I love Lent. I never really acknowledged it until college, when my Jesuit Catholic campus (Go Marquette!) introduced me to the Catholic style of this rich tradition. I found so much spiritual growth in Catholicism during my four years at Marquette, with Lent playing a major role in that. My first Ash Wednesday Mass was breathtakingly beautiful. It gave me a sense of peace like nothing I’d experienced before. Have you ever felt so much peace that you feel like you’ve somehow transcended away from earth? A kind of peace that makes you feel totally and completely safe and secure? That’s what that first Mass felt like. It was as if I’d reached perfect harmony with God himself, and my spirit was at rest.
Maybe that sounds dramatic, but it’s what I felt. You can imagine why I find so much value in Lent after having an experience like that. That sense of peace and harmony I felt is what I imagine Heaven is like, and I felt honored to get a glimpse of it. That was two years ago, and last year I had the same experience at Ash Wednesday Mass, and then again this year. I’m hoping it’s a tradition now!
Lent for me is a time of rest and rejuvenation. It’s a special time of year that feels sacred. Holy. Divine. It’s a time for my spirit to be lifted as I hand it over to the Lord. This year, that rings especially true, as I recognize the tiredness that my soul and my body feel. It’s an intentional time of year for fasting, sacrifice, reflection and renewal.

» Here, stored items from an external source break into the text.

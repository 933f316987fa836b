//! HTTP API response DTOs.

use serde::{Deserialize, Serialize};

/// Entry of `GET /api/rooms`
#[derive(Debug, Clone, PartialEq, Eq, Serialize, Deserialize)]
pub struct RoomSummaryDto {
    pub address: String,
    /// socketId of every member
    pub members: Vec<String>,
}

/// Response of `GET /api/rooms/{address}`
#[derive(Debug, Clone, PartialEq, Eq, Serialize, Deserialize)]
pub struct RoomDetailDto {
    pub address: String,
    pub members: Vec<MemberDetailDto>,
}

#[derive(Debug, Clone, PartialEq, Eq, Serialize, Deserialize)]
#[serde(rename_all = "camelCase")]
pub struct MemberDetailDto {
    pub socket_id: String,
    /// RFC 3339, UTC
    pub connected_at: String,
}
//! WebSocket relay server: routes, handlers and shared state.

mod handler;
mod server;
mod signal;
pub mod state;

pub use server::{Server, ServerError};
pub use signal::shutdown_signal;
pub use state::AppState;
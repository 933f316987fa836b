//! Shared application state handed to every axum handler.

use std::sync::Arc;

use crate::{
    domain::{ConnectionRegistry, MessagePusher},
    usecase::{
        ConnectClientUseCase, DisconnectClientUseCase, GetRoomDetailUseCase, GetRoomsUseCase,
        RegisterAddressUseCase, RelayEventUseCase,
    },
};

/// Shared application state
pub struct AppState {
    pub connect_client_usecase: ConnectClientUseCase,
    pub register_address_usecase: RegisterAddressUseCase,
    pub relay_event_usecase: RelayEventUseCase,
    pub disconnect_client_usecase: DisconnectClientUseCase,
    pub get_rooms_usecase: GetRoomsUseCase,
    pub get_room_detail_usecase: GetRoomDetailUseCase,
}

impl AppState {
    /// Build every use case over one registry and one pusher.
    pub fn new(
        registry: Arc<dyn ConnectionRegistry>,
        message_pusher: Arc<dyn MessagePusher>,
    ) -> Self {
        Self {
            connect_client_usecase: ConnectClientUseCase::new(
                registry.clone(),
                message_pusher.clone(),
            ),
            register_address_usecase: RegisterAddressUseCase::new(registry.clone()),
            relay_event_usecase: RelayEventUseCase::new(registry.clone(), message_pusher.clone()),
            disconnect_client_usecase: DisconnectClientUseCase::new(
                registry.clone(),
                message_pusher,
            ),
            get_rooms_usecase: GetRoomsUseCase::new(registry.clone()),
            get_room_detail_usecase: GetRoomDetailUseCase::new(registry),
        }
    }
}
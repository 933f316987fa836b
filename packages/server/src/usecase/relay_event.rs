//! UseCase: ルームへのルーティングとトレードイベントの中継
//!
//! ## テスト実装の作業記録
//!
//! ### 何をテストしているか
//! - RelayEventUseCase::route() / relay() / reject()
//!
//! ### なぜこのテストが必要か
//! - 中継ルール（buy_request → new_request など）と宛先ルームの選定が
//!   リレーの中核であり、ルーム間の分離・複数タブへの配信・順序を保証する必要がある
//!
//! ### どのような状況を想定しているか
//! - 正常系：宛先ルームの全メンバーへの配信
//! - エッジケース：宛先がオフライン（メンバー 0）、送信者自身が宛先ルームにいる

use std::sync::Arc;

use crate::domain::{
    ConnectionRegistry, MessagePusher, ServerEvent, SessionId, TradeEvent, WalletAddress,
};

use super::error::RelayError;

/// ルーティングと中継のユースケース
pub struct RelayEventUseCase {
    registry: Arc<dyn ConnectionRegistry>,
    message_pusher: Arc<dyn MessagePusher>,
}

impl RelayEventUseCase {
    pub fn new(
        registry: Arc<dyn ConnectionRegistry>,
        message_pusher: Arc<dyn MessagePusher>,
    ) -> Self {
        Self {
            registry,
            message_pusher,
        }
    }

    /// ルームの現メンバー全員にイベントを送る
    ///
    /// 呼び出し時点のメンバーにのみ届く（fire-and-forget）。メンバーがいなければ
    /// 何もしない。
    ///
    /// # Returns
    ///
    /// 配信対象になったセッション ID のリスト
    pub async fn route(
        &self,
        room: &WalletAddress,
        event: &ServerEvent,
    ) -> Result<Vec<SessionId>, RelayError> {
        let members = self.registry.members_of(room).await;
        if members.is_empty() {
            tracing::debug!(
                "Room '{}' has no members, dropping '{}'",
                room,
                event.name()
            );
            return Ok(members);
        }

        let delivered = self.message_pusher.broadcast(&members, event).await?;
        tracing::debug!(
            "Routed '{}' to room '{}' ({}/{} delivered)",
            event.name(),
            room,
            delivered,
            members.len()
        );
        Ok(members)
    }

    /// トレードイベントを宛先ルームへ中継する
    pub async fn relay(
        &self,
        from: &SessionId,
        trade: TradeEvent,
    ) -> Result<Vec<SessionId>, RelayError> {
        let kind = trade.kind();
        let recipient = trade.recipient().clone();
        let event = trade.into_server_event();

        tracing::info!(
            "Relaying '{}' from session '{}' to room '{}' as '{}'",
            kind.event_name(),
            from,
            recipient,
            event.name()
        );
        self.route(&recipient, &event).await
    }

    /// 受理できなかったフレームについて送信者本人に error イベントを返す
    pub async fn reject(
        &self,
        to: &SessionId,
        event: Option<String>,
        message: String,
    ) -> Result<(), RelayError> {
        let error = ServerEvent::Error { event, message };
        self.message_pusher.push_to(to, &error).await?;
        Ok(())
    }
}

I’ve had the absolute privilege to meet with a spiritual director monthly during my time here in Philly, and it has been the most life-giving experience. Sueihn is an amazing spiritual director and has been doing wonders for me in my spiritual journey and being a guide along the way. Last month when we met, we talked a lot about Lent and my experience with it. At the time, I was preparing for Ash Wednesday Mass and working on setting my intentions for Lent. I shared with her how this season has meant so much to me these past couple of years, and how, in a way, I felt a lot of pressure this year to make it just as good of an experience as it has been before. Through tears, I shared with her what I will now share with all of you: I’ve felt like a fake Christian for awhile now. Growing up as the “church kid,” I committed my life to Christ at a young age and flourished in my faith through high school. I was actively involved in youth group, volunteering in children’s ministry, and serving as a stage manager during services on Sundays. I headed to college with high spirits, ready to be “on fire for Jesus” and see my spiritual life thrive.
For awhile, it did. I became actively involved in InterVarsity Christian Fellowship, a community that became my home at Marquette. The people there were incredible and I formed close relationships with. I am forever grateful for them and to call so many of them friends. I worked at the Christian camp I grew up in for my first two summers of college, and then worked as an intern with Christ in Youth, the conference I attended through high school that dramatically impacted my faith. But despite doing all of these things, on top of keeping up with daily devotions, Bible reading, prayer, etc., I wasn’t feeling the fire of Jesus like I once did. It seemed the more I desperately clung onto this faith, trying not to let it slip from my tired, worn-out hands, the faster it was fading.
“What if people knew? What if they can tell I’m not ‘really’ feeling Jesus? What if they call me out for being a fraud?” These questions plagued me constantly in my last two years of college. Especially as I served on the leadership team of my InterVarsity chapter and discerned my own call to ministry, the fear that it was all unravelling would not escape me. I felt an intense pressure to keep up the act and not let my sputtering flame of faith die. I tried “laying it at Jesus’ feet,” only to realize I didn’t know how to. That language wasn’t connecting with me anymore, leaving me carrying around a burden that I couldn’t seem to put down, as much as I desired to. My prayers became less eloquent and more pitiful as I asked, “God? Where are you?”
In the midst of all of this, two things happened. Lent and the Milwaukee Urban Program (MUP). You all have already heard about what an amazing experience MUP was in how it opened up my eyes to justice and the ways God cares about it and invites us into it (reference my blog post here). It’s arguably the reason I’m here in Mission Year today! That year was also my first year partaking in Lent. By the absolute miraculous power of God, I felt pulled to participating in both Lent and in MUP. It was spring of my junior year, and my soul was exhausted. Lent seemed like a cool new experience, and thankfully I am always in search of new experiences, so I gave it a try. Alongside some Catholic friends, I walked into that first Ash Wednesday Mass. And the rest is history.
Today I continue to grapple with my faith, but I’ve finally come to realize it’s never going to be the same as it was before. Sueihn helped me understand this by explaining that what I was experiencing was a “growing pains” of sorts in my faith. She said she believes this is essential to every Christian’s journey, and that it offered the opportunity to shape your faith and deepen your relationship with God in a radical way. “Your faith won’t look the same as it used to. It’ll look different,” she said, “But the hope is, that ‘different’ is a deeper, richer, more authentic faith. God hasn’t abandoned you; He’s pushing you.”